User ID wrote:
You could adopt the Pentax K-mount ... original
versions ... or AF film versions ... or AF digital
version. That is or was a widely shared mount.
`
Good suggestion. In storage I have an MX and two K-1000s,
and about a dozen lenses. But the lenses I have seen are either
Pentax or after-market lens companies: Sigma, Tamron, etc.

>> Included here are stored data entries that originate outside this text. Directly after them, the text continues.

use crate::paxos::{self, NodeId};
use std::collections::HashMap;
use std::fmt;
use std::fs;
use std::net::{SocketAddr, ToSocketAddrs};
use std::path::Path;
use std::str::FromStr;
use std::time::Duration;

/// Default number of acceptors
pub const DEFAULT_ACCEPTORS: usize = 3;
/// Default time a proposer waits for a quorum before retrying
pub const DEFAULT_PHASE_TIMEOUT_MS: u64 = 500;
/// Default cap of the proposer's retry backoff
pub const DEFAULT_MAX_BACKOFF_MS: u64 = 5000;

/// Broadcast channel shared by all processes of a role.
#[derive(Clone, Copy, PartialEq, Eq, Hash, Debug)]
pub enum Channel {
    Acceptors,
    Proposers,
    Learners,
}

impl Channel {
    /// All channels, in configuration file order
    pub const ALL: [Channel; 3] = [Channel::Acceptors, Channel::Proposers, Channel::Learners];

    /// Name of the channel within the configuration file
    pub fn name(self) -> &'static str {
        match self {
            Channel::Acceptors => "acceptors",
            Channel::Proposers => "proposers",
            Channel::Learners => "learners",
        }
    }
}

impl fmt::Display for Channel {
    fn fmt(&self, f: &mut fmt::Formatter) -> fmt::Result {
        f.write_str(self.name())
    }
}

impl FromStr for Channel {
    type Err = ConfigError;

    fn from_str(s: &str) -> Result<Channel, ConfigError> {
        Channel::ALL
            .iter()
            .copied()
            .find(|c| c.name() == s)
            .ok_or_else(|| ConfigError::UnknownChannel(s.to_string()))
    }
}

/// Role a process plays.
#[derive(Clone, Copy, PartialEq, Eq, Debug)]
pub enum Role {
    Acceptor,
    Proposer,
    Learner,
    Client,
}

impl Role {
    /// Channel the role listens on. Clients only publish.
    pub fn channel(self) -> Option<Channel> {
        match self {
            Role::Acceptor => Some(Channel::Acceptors),
            Role::Proposer => Some(Channel::Proposers),
            Role::Learner => Some(Channel::Learners),
            Role::Client => None,
        }
    }
}

impl fmt::Display for Role {
    fn fmt(&self, f: &mut fmt::Formatter) -> fmt::Result {
        f.write_str(match *self {
            Role::Acceptor => "acceptor",
            Role::Proposer => "proposer",
            Role::Learner => "learner",
            Role::Client => "client",
        })
    }
}

impl FromStr for Role {
    type Err = ConfigError;

    fn from_str(s: &str) -> Result<Role, ConfigError> {
        match s {
            "acceptor" => Ok(Role::Acceptor),
            "proposer" => Ok(Role::Proposer),
            "learner" => Ok(Role::Learner),
            "client" => Ok(Role::Client),
            _ => Err(ConfigError::UnknownRole(s.to_string())),
        }
    }
}

/// Errors reading the configuration
#[derive(Debug, thiserror::Error)]
pub enum ConfigError {
    #[error("unable to read configuration: {0}")]
    Io(#[from] std::io::Error),
    #[error("line {line}: expected `<channel> <host> <port>`")]
    Malformed { line: usize },
    #[error("line {line}: invalid address {addr}")]
    InvalidAddress { line: usize, addr: String },
    #[error("unknown channel `{0}`")]
    UnknownChannel(String),
    #[error("unknown role `{0}`")]
    UnknownRole(String),
    #[error("no address configured for channel `{0}`")]
    MissingChannel(Channel),
    #[error("at least one acceptor is required")]
    NoAcceptors,
    #[error("the phase timeout must be positive")]
    ZeroTimeout,
}

/// Configuration holds the channel addresses and the size of the
/// acceptor set, along with the timing of proposer retries.
#[derive(Clone, Debug)]
pub struct Configuration {
    channels: HashMap<Channel, SocketAddr>,
    acceptors: usize,
    phase_timeout: Duration,
    max_backoff: Duration,
    trust_decide: bool,
}

impl Configuration {
    /// Creates a configuration from channel addresses. Every channel
    /// must have an address.
    pub fn new<I>(channels: I) -> Result<Configuration, ConfigError>
    where
        I: IntoIterator<Item = (Channel, SocketAddr)>,
    {
        let channels: HashMap<Channel, SocketAddr> = channels.into_iter().collect();
        if let Some(missing) = Channel::ALL.iter().find(|c| !channels.contains_key(*c)) {
            return Err(ConfigError::MissingChannel(*missing));
        }

        Ok(Configuration {
            channels,
            acceptors: DEFAULT_ACCEPTORS,
            phase_timeout: Duration::from_millis(DEFAULT_PHASE_TIMEOUT_MS),
            max_backoff: Duration::from_millis(DEFAULT_MAX_BACKOFF_MS),
            trust_decide: true,
        })
    }

    /// Reads a configuration file
    pub fn from_path<P: AsRef<Path>>(path: P) -> Result<Configuration, ConfigError> {
        fs::read_to_string(path)?.parse()
    }

    /// Sets the number of acceptors
    pub fn with_acceptors(mut self, acceptors: usize) -> Result<Configuration, ConfigError> {
        if acceptors == 0 {
            return Err(ConfigError::NoAcceptors);
        }
        self.acceptors = acceptors;
        Ok(self)
    }

    /// Sets the initial time a proposer waits for a quorum
    pub fn with_phase_timeout(mut self, timeout: Duration) -> Result<Configuration, ConfigError> {
        if timeout.is_zero() {
            return Err(ConfigError::ZeroTimeout);
        }
        self.phase_timeout = timeout;
        Ok(self)
    }

    /// Sets the cap of the proposer's retry backoff
    pub fn with_max_backoff(mut self, max_backoff: Duration) -> Configuration {
        self.max_backoff = max_backoff;
        self
    }

    /// Sets whether learners take DECIDE messages at face value
    pub fn with_trust_decide(mut self, trust_decide: bool) -> Configuration {
        self.trust_decide = trust_decide;
        self
    }

    /// Address of a channel
    pub fn address(&self, channel: Channel) -> SocketAddr {
        self.channels[&channel]
    }

    /// Number of acceptors
    pub fn acceptors(&self) -> usize {
        self.acceptors
    }

    /// Size of quorum
    pub fn quorum_size(&self) -> usize {
        paxos::quorum_size(self.acceptors)
    }

    /// Initial time a proposer waits for a quorum
    pub fn phase_timeout(&self) -> Duration {
        self.phase_timeout
    }

    /// Cap of the proposer's retry backoff
    pub fn max_backoff(&self) -> Duration {
        self.max_backoff
    }

    /// Whether learners take DECIDE messages at face value
    pub fn trust_decide(&self) -> bool {
        self.trust_decide
    }
}

impl FromStr for Configuration {
    type Err = ConfigError;

    /// Parses lines of `<channel> <host> <port>`. Blank lines and lines
    /// starting with `#` are skipped.
    fn from_str(s: &str) -> Result<Configuration, ConfigError> {
        let mut channels = Vec::new();
        for (i, line) in s.lines().enumerate() {
            let line_no = i + 1;
            let line = line.trim();
            if line.is_empty() || line.starts_with('#') {
                continue;
            }

            let parts = line.split_whitespace().collect::<Vec<_>>();
            let (channel, host, port) = match parts[..] {
                [channel, host, port] => (channel, host, port),
                _ => return Err(ConfigError::Malformed { line: line_no }),
            };

            let channel = channel.parse::<Channel>()?;
            let invalid = || ConfigError::InvalidAddress {
                line: line_no,
                addr: format!("{}:{}", host, port),
            };
            let port = port.parse::<u16>().map_err(|_| invalid())?;
            let addr = (host, port)
                .to_socket_addrs()
                .map_err(|_| invalid())?
                .find(SocketAddr::is_ipv4)
                .ok_or_else(invalid)?;
            channels.push((channel, addr));
        }

        Configuration::new(channels)
    }
}

/// Identity of a process: its role and number.
#[derive(Clone, Copy, PartialEq, Eq, Debug)]
pub struct Identity {
    pub role: Role,
    pub id: NodeId,
}

impl fmt::Display for Identity {
    fn fmt(&self, f: &mut fmt::Formatter) -> fmt::Result {
        write!(f, "{} {}", self.role, self.id)
    }
}

#[cfg(test)]
mod tests {
    use super::*;

    const CONFIG: &str = "
        # multicast groups
        acceptors 239.0.0.1 5000
        proposers 239.0.0.1 6000

        learners 239.0.0.1 7000
    ";

    #[test]
    fn parse() {
        let config: Configuration = CONFIG.parse().unwrap();
        assert_eq!(
            "239.0.0.1:5000".parse::<SocketAddr>().unwrap(),
            config.address(Channel::Acceptors)
        );
        assert_eq!(
            "239.0.0.1:6000".parse::<SocketAddr>().unwrap(),
            config.address(Channel::Proposers)
        );
        assert_eq!(
            "239.0.0.1:7000".parse::<SocketAddr>().unwrap(),
            config.address(Channel::Learners)
        );
        assert_eq!(DEFAULT_ACCEPTORS, config.acceptors());
        assert_eq!(2, config.quorum_size());
        assert!(config.trust_decide());
    }

    #[test]
    fn quorum_follows_acceptor_count() {
        let config: Configuration = CONFIG.parse().unwrap();
        assert_eq!(3, config.clone().with_acceptors(5).unwrap().quorum_size());
        assert_eq!(1, config.clone().with_acceptors(1).unwrap().quorum_size());
        assert_matches!(config.with_acceptors(0), Err(ConfigError::NoAcceptors));
    }

    #[test]
    fn phase_timeout_must_be_positive() {
        let config: Configuration = CONFIG.parse().unwrap();
        assert_matches!(
            config.clone().with_phase_timeout(Duration::ZERO),
            Err(ConfigError::ZeroTimeout)
        );
        let config = config.with_phase_timeout(Duration::from_millis(1)).unwrap();
        assert_eq!(Duration::from_millis(1), config.phase_timeout());
    }

    #[test]
    fn parse_errors() {
        assert_matches!(
            "acceptors 239.0.0.1".parse::<Configuration>(),
            Err(ConfigError::Malformed { line: 1 })
        );
        assert_matches!(
            "acceptors 239.0.0.1 port".parse::<Configuration>(),
            Err(ConfigError::InvalidAddress { line: 1, .. })
        );
        assert_matches!(
            "replicas 239.0.0.1 5000".parse::<Configuration>(),
            Err(ConfigError::UnknownChannel(ref c)) if c == "replicas"
        );
        assert_matches!(
            "acceptors 239.0.0.1 5000\nlearners 239.0.0.1 7000".parse::<Configuration>(),
            Err(ConfigError::MissingChannel(Channel::Proposers))
        );
    }

    #[test]
    fn roles() {
        assert_eq!(Some(Role::Acceptor), "acceptor".parse::<Role>().ok());
        assert_eq!(Some(Role::Client), "client".parse::<Role>().ok());
        assert!("leader".parse::<Role>().is_err());
        assert_eq!(Some(Channel::Proposers), Role::Proposer.channel());
        assert_eq!(None, Role::Client.channel());
        assert_eq!(
            "learner 3",
            Identity {
                role: Role::Learner,
                id: 3
            }
            .to_string()
        );
    }
}
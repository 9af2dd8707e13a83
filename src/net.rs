//! Datagram transport of the channels.
use crate::codec::MAX_DATAGRAM_SIZE;
use crate::config::{Channel, Configuration};
use bytes::{Bytes, BytesMut};
use socket2::{Domain, Protocol, SockAddr, Socket, Type};
use std::io;
use std::net::{Ipv4Addr, SocketAddr, SocketAddrV4};
use tokio::net::UdpSocket;

/// Publishes datagrams on channels and receives the datagrams published on
/// the channel of the local process.
#[allow(async_fn_in_trait)]
pub trait Transport {
    /// Publish a datagram to every subscriber of a channel
    async fn send(&mut self, channel: Channel, payload: Bytes) -> io::Result<()>;

    /// Wait for the next datagram on the subscribed channel
    async fn recv(&mut self) -> io::Result<Bytes>;
}

/// UDP transport. Channels configured with a multicast group are joined,
/// so several processes of the same role on one host share the port.
pub struct UdpTransport {
    config: Configuration,
    sender: UdpSocket,
    receiver: Option<UdpSocket>,
    buf: BytesMut,
}

impl UdpTransport {
    /// Creates the transport of a process subscribed to `channel`. Processes
    /// that only publish (clients) pass `None`.
    pub fn new(config: Configuration, channel: Option<Channel>) -> io::Result<UdpTransport> {
        let sender = std::net::UdpSocket::bind((Ipv4Addr::UNSPECIFIED, 0))?;
        sender.set_multicast_loop_v4(true)?;
        sender.set_nonblocking(true)?;
        let sender = UdpSocket::from_std(sender)?;

        let receiver = match channel {
            Some(channel) => Some(subscribe(config.address(channel))?),
            None => None,
        };

        Ok(UdpTransport {
            config,
            sender,
            receiver,
            buf: BytesMut::zeroed(MAX_DATAGRAM_SIZE),
        })
    }
}

fn subscribe(addr: SocketAddr) -> io::Result<UdpSocket> {
    let group = match addr {
        SocketAddr::V4(v4) => *v4.ip(),
        SocketAddr::V6(_) => {
            return Err(io::Error::new(
                io::ErrorKind::Unsupported,
                "only IPv4 channels are supported",
            ))
        }
    };

    let socket = Socket::new(Domain::IPV4, Type::DGRAM, Some(Protocol::UDP))?;
    socket.set_reuse_address(true)?;

    if group.is_multicast() {
        let bind = SocketAddrV4::new(Ipv4Addr::UNSPECIFIED, addr.port());
        socket.bind(&SockAddr::from(bind))?;
        socket.join_multicast_v4(&group, &Ipv4Addr::UNSPECIFIED)?;
        debug!("Joined multicast group {}", addr);
    } else {
        socket.bind(&SockAddr::from(addr))?;
        debug!("Listening on {}", addr);
    }

    socket.set_nonblocking(true)?;
    UdpSocket::from_std(socket.into())
}

impl Transport for UdpTransport {
    async fn send(&mut self, channel: Channel, payload: Bytes) -> io::Result<()> {
        let addr = self.config.address(channel);
        trace!("Sending {} bytes to {} ({})", payload.len(), channel, addr);
        self.sender.send_to(&payload, addr).await?;
        Ok(())
    }

    async fn recv(&mut self) -> io::Result<Bytes> {
        let receiver = match self.receiver {
            Some(ref receiver) => receiver,
            None => return std::future::pending().await,
        };

        let (len, from) = receiver.recv_from(&mut self.buf).await?;
        trace!("Received {} bytes from {}", len, from);
        Ok(Bytes::copy_from_slice(&self.buf[..len]))
    }
}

The other camera companies that used K-mount are
either out of business or out of the camera business: Almaz,
Chinon, Carena, Cimko. Cosina, Edixa, Exakta Lindenblatt,
Miranda, Porst, Promaster, Quantaray, Sears, Topcon, Vivitar,
Cosina Voigtländer, Zenit. Hard to believe we once had all
those choices.
Samsung is still making cameras, but not DSLRs and so not
K-mount. The "Vivitar" name is still in use but it's a "zombie brand".
The big Japanese cameras companies still to everything they
can to prevent their lenses from inter-operating. They had a
chance to develop and open standard when they went to mirrorless--
all the FFDs are almost the same:
Nikon 1: 17.0 mm
Fujifilm X: 17.7 mm
Canon EF-M: 18.0 mm
Sony E: 18.0 mm
They could have gone to the same FFD, which would make it much e
easier to build adapters, and would have left the door open to deveoping
an industry standard mount in the future. But instead, each company
is pursuing a "winner take all" strategy.
Digital camera global unit shipments by CIPA members sunk from 121.5
million in 2010, to 24.2 million in 2016. 2017 saw very modest growth:
to 25 million.
https://www.businessinsider.com.au/digital-camera-shipments-15-years-decline-and-rise-2018-2There are way too many manufacturers and way too many lens mounts---
and they each just added a mirrorless mount.
If they co-operated, Canon, Sony, Nikon, Samsung, Olympus, Fuji and
Pentax could all survive in a shrinking market: each company wouldn't
have to make a full-line of cameas and lenses, they could specialize.
Instead, it's "business as usual" (just as we saw with Kodak).
Time will tell for whom the bell tolls.